Only the number is wanted: how many lines below contain "SeqCst"?

==========

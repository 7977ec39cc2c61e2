use crate::modules::error::{ProtocolError, SubmitError};
use serde::Deserialize;
use std::fmt;

// Why a submission could not be confirmed either way
#[derive(Debug, Clone, PartialEq)]
pub enum AmbiguityReason {
    // The direct request came back with no body at all
    EmptyBody,
    // A body came back but it was neither an acknowledgement nor an HTML page
    UnparseableBody,
    // The hidden form was delivered, its response can never be read
    DeliveredUnconfirmed,
}

impl fmt::Display for AmbiguityReason {
    fn fmt(&self, f: &mut fmt::Formatter<'_>) -> fmt::Result {
        match self {
            AmbiguityReason::EmptyBody => write!(f, "endpoint returned an empty response"),
            AmbiguityReason::UnparseableBody => write!(f, "endpoint response could not be parsed"),
            AmbiguityReason::DeliveredUnconfirmed => write!(f, "sent through the form fallback, response unreadable"),
        }
    }
}

// Terminal outcome of one submit
// Ambiguous is its own state: the request left the client but nothing confirmed
// that the endpoint processed it. Callers must not report it as Acknowledged
#[derive(Debug, Clone, PartialEq)]
pub enum SubmissionResult {
    Acknowledged { message: Option<String> },
    Ambiguous(AmbiguityReason),
    Failed(SubmitError),
}

impl SubmissionResult {
    // True for outcomes the user should see as (possibly qualified) success
    pub fn is_delivered(&self) -> bool {
        !matches!(self, SubmissionResult::Failed(_))
    }
}

// Acknowledgement body the endpoint sends when it can
#[derive(Debug, Deserialize)]
struct EndpointReply {
    success: bool,
    message: Option<String>,
    error: Option<String>,
}

// Interpret the body returned to the direct request
// The status code is not consulted: the endpoint has been seen answering with
// redirects and odd codes while still writing the row
pub fn classify_body(body: &str) -> SubmissionResult {
    let body = body.trim();
    if body.is_empty() {
        return SubmissionResult::Ambiguous(AmbiguityReason::EmptyBody);
    }

    match serde_json::from_str::<EndpointReply>(body) {
        Ok(reply) if reply.success => SubmissionResult::Acknowledged { message: reply.message },
        Ok(reply) => {
            let reason = reply
                .error
                .or(reply.message)
                .unwrap_or_else(|| "Endpoint rejected the submission".to_string());
            SubmissionResult::Failed(ProtocolError::Rejected(reason).into())
        }
        Err(_) if looks_like_markup(body) => {
            SubmissionResult::Failed(ProtocolError::DeploymentMisconfigured.into())
        }
        Err(_) => SubmissionResult::Ambiguous(AmbiguityReason::UnparseableBody),
    }
}

fn looks_like_markup(body: &str) -> bool {
    let head: String = body.chars().take(512).collect::<String>().to_ascii_lowercase();
    head.starts_with("<!doctype") || head.starts_with("<html") || head.contains("<body")
}
#[cfg(test)]
mod tests {
    use super::*;
    use crate::modules::error::ProtocolError;
    use futures::{future::BoxFuture, FutureExt};
    use super::payload::FieldValue;
    use std::sync::{atomic::AtomicUsize, Mutex};
    use tokio::time::{sleep, Instant};

    const URL: &str = "https://script.example.com/exec";

    #[derive(Clone)]
    enum DirectBehaviour {
        Reply(&'static str),
        ReplyAfter(Duration, &'static str),
        Fail(TransportError),
        Hang,
    }

    #[derive(Clone)]
    struct FakeDirect {
        behaviour: DirectBehaviour,
        bodies: Arc<Mutex<Vec<String>>>,
    }

    impl FakeDirect {
        fn new(behaviour: DirectBehaviour) -> Self {
            Self { behaviour, bodies: Arc::new(Mutex::new(Vec::new())) }
        }

        fn calls(&self) -> usize {
            self.bodies.lock().unwrap().len()
        }
    }

    impl DirectTransport for FakeDirect {
        fn post_json(&self, url: &str, body: String) -> BoxFuture<'static, Result<String, TransportError>> {
            assert_eq!(url, URL);
            self.bodies.lock().unwrap().push(body);
            let behaviour = self.behaviour.clone();
            async move {
                match behaviour {
                    DirectBehaviour::Reply(body) => Ok(body.to_string()),
                    DirectBehaviour::ReplyAfter(delay, body) => {
                        sleep(delay).await;
                        Ok(body.to_string())
                    }
                    DirectBehaviour::Fail(err) => Err(err),
                    DirectBehaviour::Hang => futures::future::pending().await,
                }
            }
            .boxed()
        }
    }

    #[derive(Clone)]
    enum FormBehaviour {
        Load,
        LoadAfter(Duration),
        Fail,
        Hang,
    }

    #[derive(Clone)]
    struct FakeForm {
        behaviour: FormBehaviour,
        posts: Arc<Mutex<Vec<(String, String)>>>,
        loads: Arc<AtomicUsize>,
    }

    impl FakeForm {
        fn new(behaviour: FormBehaviour) -> Self {
            Self { behaviour, posts: Arc::new(Mutex::new(Vec::new())), loads: Arc::new(AtomicUsize::new(0)) }
        }

        fn calls(&self) -> usize {
            self.posts.lock().unwrap().len()
        }
    }

    impl FormTransport for FakeForm {
        fn post_form(&self, url: &str, target: &str, json: String) -> BoxFuture<'static, Result<(), TransportError>> {
            assert_eq!(url, URL);
            self.posts.lock().unwrap().push((target.to_string(), json));
            let behaviour = self.behaviour.clone();
            let loads = self.loads.clone();
            async move {
                match behaviour {
                    FormBehaviour::Load => {}
                    FormBehaviour::LoadAfter(delay) => sleep(delay).await,
                    FormBehaviour::Fail => return Err(TransportError::Network("connection refused".to_string())),
                    FormBehaviour::Hang => futures::future::pending::<()>().await,
                }
                loads.fetch_add(1, Ordering::SeqCst);
                Ok(())
            }
            .boxed()
        }
    }

    fn coordinator(url: Option<&str>, direct: &FakeDirect, form: &FakeForm) -> SubmissionCoordinator {
        SubmissionCoordinator::new(
            &EndpointConfig { url: url.map(str::to_string) },
            &SubmissionConfig::default(),
            Arc::new(direct.clone()),
            Arc::new(form.clone()),
        )
    }

    fn payload() -> SubmissionPayload {
        let mut payload = SubmissionPayload::new();
        payload.insert("Name", FieldValue::Text("Ada".to_string()));
        payload.insert("Email", FieldValue::Text("ada@example.com".to_string()));
        payload.insert("food", FieldValue::Integer(4));
        payload
    }

    #[tokio::test(start_paused = true)]
    async fn test_acknowledged_without_fallback() {
        let direct = FakeDirect::new(DirectBehaviour::Reply(r#"{"success": true, "message": "saved"}"#));
        let form = FakeForm::new(FormBehaviour::Load);
        let coordinator = coordinator(Some(URL), &direct, &form);

        let result = coordinator.submit(&payload()).await;

        assert_eq!(result, SubmissionResult::Acknowledged { message: Some("saved".to_string()) });
        assert_eq!(direct.calls(), 1);
        assert_eq!(form.calls(), 0);
        assert!(!coordinator.is_in_flight());
    }

    #[tokio::test(start_paused = true)]
    async fn test_rejection_is_failure() {
        let direct = FakeDirect::new(DirectBehaviour::Reply(r#"{"success": false, "error": "x"}"#));
        let form = FakeForm::new(FormBehaviour::Load);
        let coordinator = coordinator(Some(URL), &direct, &form);

        let result = coordinator.submit(&payload()).await;

        assert_eq!(
            result,
            SubmissionResult::Failed(SubmitError::ProtocolError(ProtocolError::Rejected("x".to_string())))
        );
        assert_eq!(form.calls(), 0);
    }

    #[tokio::test(start_paused = true)]
    async fn test_markup_page_does_not_fall_back() {
        let direct = FakeDirect::new(DirectBehaviour::Reply("<!DOCTYPE html><html><body>Sign in</body></html>"));
        let form = FakeForm::new(FormBehaviour::Load);
        let coordinator = coordinator(Some(URL), &direct, &form);

        let result = coordinator.submit(&payload()).await;

        assert_eq!(
            result,
            SubmissionResult::Failed(SubmitError::ProtocolError(ProtocolError::DeploymentMisconfigured))
        );
        assert_eq!(form.calls(), 0);
    }

    #[tokio::test(start_paused = true)]
    async fn test_unparseable_and_empty_bodies_are_ambiguous() {
        let form = FakeForm::new(FormBehaviour::Load);

        let direct = FakeDirect::new(DirectBehaviour::Reply("Thanks!"));
        let result = coordinator(Some(URL), &direct, &form).submit(&payload()).await;
        assert_eq!(result, SubmissionResult::Ambiguous(AmbiguityReason::UnparseableBody));

        let direct = FakeDirect::new(DirectBehaviour::Reply(""));
        let result = coordinator(Some(URL), &direct, &form).submit(&payload()).await;
        assert_eq!(result, SubmissionResult::Ambiguous(AmbiguityReason::EmptyBody));

        assert_eq!(form.calls(), 0);
    }

    #[tokio::test(start_paused = true)]
    async fn test_network_error_falls_back_to_form() {
        let direct = FakeDirect::new(DirectBehaviour::Fail(TransportError::Network("blocked".to_string())));
        let form = FakeForm::new(FormBehaviour::LoadAfter(Duration::from_secs(2)));
        let coordinator = coordinator(Some(URL), &direct, &form);
        let started = Instant::now();

        let result = coordinator.submit(&payload()).await;

        assert_eq!(result, SubmissionResult::Ambiguous(AmbiguityReason::DeliveredUnconfirmed));
        assert!(started.elapsed() <= Duration::from_secs(10));
        assert_eq!(direct.calls(), 1);
        assert_eq!(form.calls(), 1);
        assert_eq!(coordinator.frames().live_frames(), 0);
    }

    #[tokio::test(start_paused = true)]
    async fn test_unreadable_body_falls_back_to_form() {
        let direct = FakeDirect::new(DirectBehaviour::Fail(TransportError::UnreadableBody("opaque".to_string())));
        let form = FakeForm::new(FormBehaviour::Load);
        let coordinator = coordinator(Some(URL), &direct, &form);

        let result = coordinator.submit(&payload()).await;

        assert_eq!(result, SubmissionResult::Ambiguous(AmbiguityReason::DeliveredUnconfirmed));
        assert_eq!(direct.calls(), 1);
        assert_eq!(form.calls(), 1);
    }

    #[tokio::test(start_paused = true)]
    async fn test_fallback_posts_same_stamped_payload() {
        let direct = FakeDirect::new(DirectBehaviour::Fail(TransportError::Network("blocked".to_string())));
        let form = FakeForm::new(FormBehaviour::Load);
        let coordinator = coordinator(Some(URL), &direct, &form);

        coordinator.submit(&payload()).await;

        let direct_body = direct.bodies.lock().unwrap()[0].clone();
        let (target, form_body) = form.posts.lock().unwrap()[0].clone();
        assert_eq!(direct_body, form_body);
        assert!(target.starts_with("submission_frame_"));

        let value: serde_json::Value = serde_json::from_str(&direct_body).unwrap();
        assert_eq!(value["Name"], "Ada");
        assert_eq!(value["food"], 4);
        let timestamp = value["timestamp"].as_str().unwrap();
        assert!(chrono::DateTime::parse_from_rfc3339(timestamp).is_ok());
    }

    #[tokio::test(start_paused = true)]
    async fn test_slow_direct_request_falls_back_after_deadline() {
        let direct = FakeDirect::new(DirectBehaviour::Hang);
        let form = FakeForm::new(FormBehaviour::Load);
        let coordinator = coordinator(Some(URL), &direct, &form);
        let started = Instant::now();

        let result = coordinator.submit(&payload()).await;

        assert_eq!(result, SubmissionResult::Ambiguous(AmbiguityReason::DeliveredUnconfirmed));
        assert!(started.elapsed() >= Duration::from_secs(30));
        assert!(started.elapsed() < Duration::from_secs(31));
    }

    #[tokio::test(start_paused = true)]
    async fn test_direct_reply_just_before_deadline_wins() {
        let direct = FakeDirect::new(DirectBehaviour::ReplyAfter(Duration::from_secs(29), r#"{"success": true}"#));
        let form = FakeForm::new(FormBehaviour::Load);
        let coordinator = coordinator(Some(URL), &direct, &form);

        let result = coordinator.submit(&payload()).await;

        assert_eq!(result, SubmissionResult::Acknowledged { message: None });
        assert_eq!(form.calls(), 0);
    }

    #[tokio::test(start_paused = true)]
    async fn test_fallback_timeout_fails_and_removes_frame() {
        let direct = FakeDirect::new(DirectBehaviour::Fail(TransportError::Network("blocked".to_string())));
        let form = FakeForm::new(FormBehaviour::Hang);
        let coordinator = coordinator(Some(URL), &direct, &form);
        let started = Instant::now();

        let result = coordinator.submit(&payload()).await;

        assert!(matches!(
            result,
            SubmissionResult::Failed(SubmitError::TransportError(TransportError::Timeout(_)))
        ));
        assert!(started.elapsed() >= Duration::from_secs(10));
        assert!(started.elapsed() < Duration::from_secs(11));
        assert_eq!(coordinator.frames().live_frames(), 0);
        assert!(!coordinator.is_in_flight());
    }

    #[tokio::test(start_paused = true)]
    async fn test_late_load_signal_is_discarded() {
        let direct = FakeDirect::new(DirectBehaviour::Fail(TransportError::Network("blocked".to_string())));
        let form = FakeForm::new(FormBehaviour::LoadAfter(Duration::from_secs(15)));
        let coordinator = coordinator(Some(URL), &direct, &form);

        let result = coordinator.submit(&payload()).await;
        assert!(matches!(result, SubmissionResult::Failed(SubmitError::TransportError(TransportError::Timeout(_)))));

        // The aborted post must never report its load
        sleep(Duration::from_secs(30)).await;
        assert_eq!(form.loads.load(Ordering::SeqCst), 0);
    }

    #[tokio::test(start_paused = true)]
    async fn test_fallback_error_exhausts_strategies() {
        let direct = FakeDirect::new(DirectBehaviour::Fail(TransportError::Network("blocked".to_string())));
        let form = FakeForm::new(FormBehaviour::Fail);
        let coordinator = coordinator(Some(URL), &direct, &form);

        let result = coordinator.submit(&payload()).await;

        assert!(matches!(
            result,
            SubmissionResult::Failed(SubmitError::TransportError(TransportError::Network(_)))
        ));
        assert_eq!(direct.calls(), 1);
        assert_eq!(coordinator.frames().live_frames(), 0);
    }

    #[test]
    fn test_unconfigured_endpoint_fails_without_network() {
        let direct = FakeDirect::new(DirectBehaviour::Reply(r#"{"success": true}"#));
        let form = FakeForm::new(FormBehaviour::Load);

        for url in [None, Some(""), Some(crate::config::PLACEHOLDER_ENDPOINT)] {
            let coordinator = coordinator(url, &direct, &form);
            // Resolves on first poll, before any suspension point
            let result = coordinator.submit(&payload()).now_or_never();
            assert!(matches!(result, Some(SubmissionResult::Failed(SubmitError::ConfigurationError(_)))));
        }
        assert_eq!(direct.calls(), 0);
        assert_eq!(form.calls(), 0);
    }

    #[tokio::test(start_paused = true)]
    async fn test_sequential_submits_are_independent() {
        let direct = FakeDirect::new(DirectBehaviour::Reply(r#"{"success": true}"#));
        let form = FakeForm::new(FormBehaviour::Load);
        let coordinator = coordinator(Some(URL), &direct, &form);

        let first = coordinator.submit(&payload()).await;
        assert!(!coordinator.is_in_flight());
        let second = coordinator.submit(&payload()).await;
        assert!(!coordinator.is_in_flight());

        assert_eq!(first, SubmissionResult::Acknowledged { message: None });
        assert_eq!(second, first);
        assert_eq!(direct.calls(), 2);
    }

    #[tokio::test(start_paused = true)]
    async fn test_concurrent_submit_is_rejected() {
        let direct = FakeDirect::new(DirectBehaviour::ReplyAfter(Duration::from_secs(1), r#"{"success": true}"#));
        let form = FakeForm::new(FormBehaviour::Load);
        let coordinator = coordinator(Some(URL), &direct, &form);
        let payload = payload();

        let (first, second) = tokio::join!(coordinator.submit(&payload), coordinator.submit(&payload));

        let rejected = SubmissionResult::Failed(SubmitError::AlreadyInFlight);
        let acknowledged = SubmissionResult::Acknowledged { message: None };
        assert!(
            (first == acknowledged && second == rejected) || (first == rejected && second == acknowledged),
            "unexpected pair: {:?} / {:?}",
            first,
            second
        );
        assert_eq!(direct.calls(), 1);
        assert!(!coordinator.is_in_flight());
    }
}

==========

_Response to the task_: 2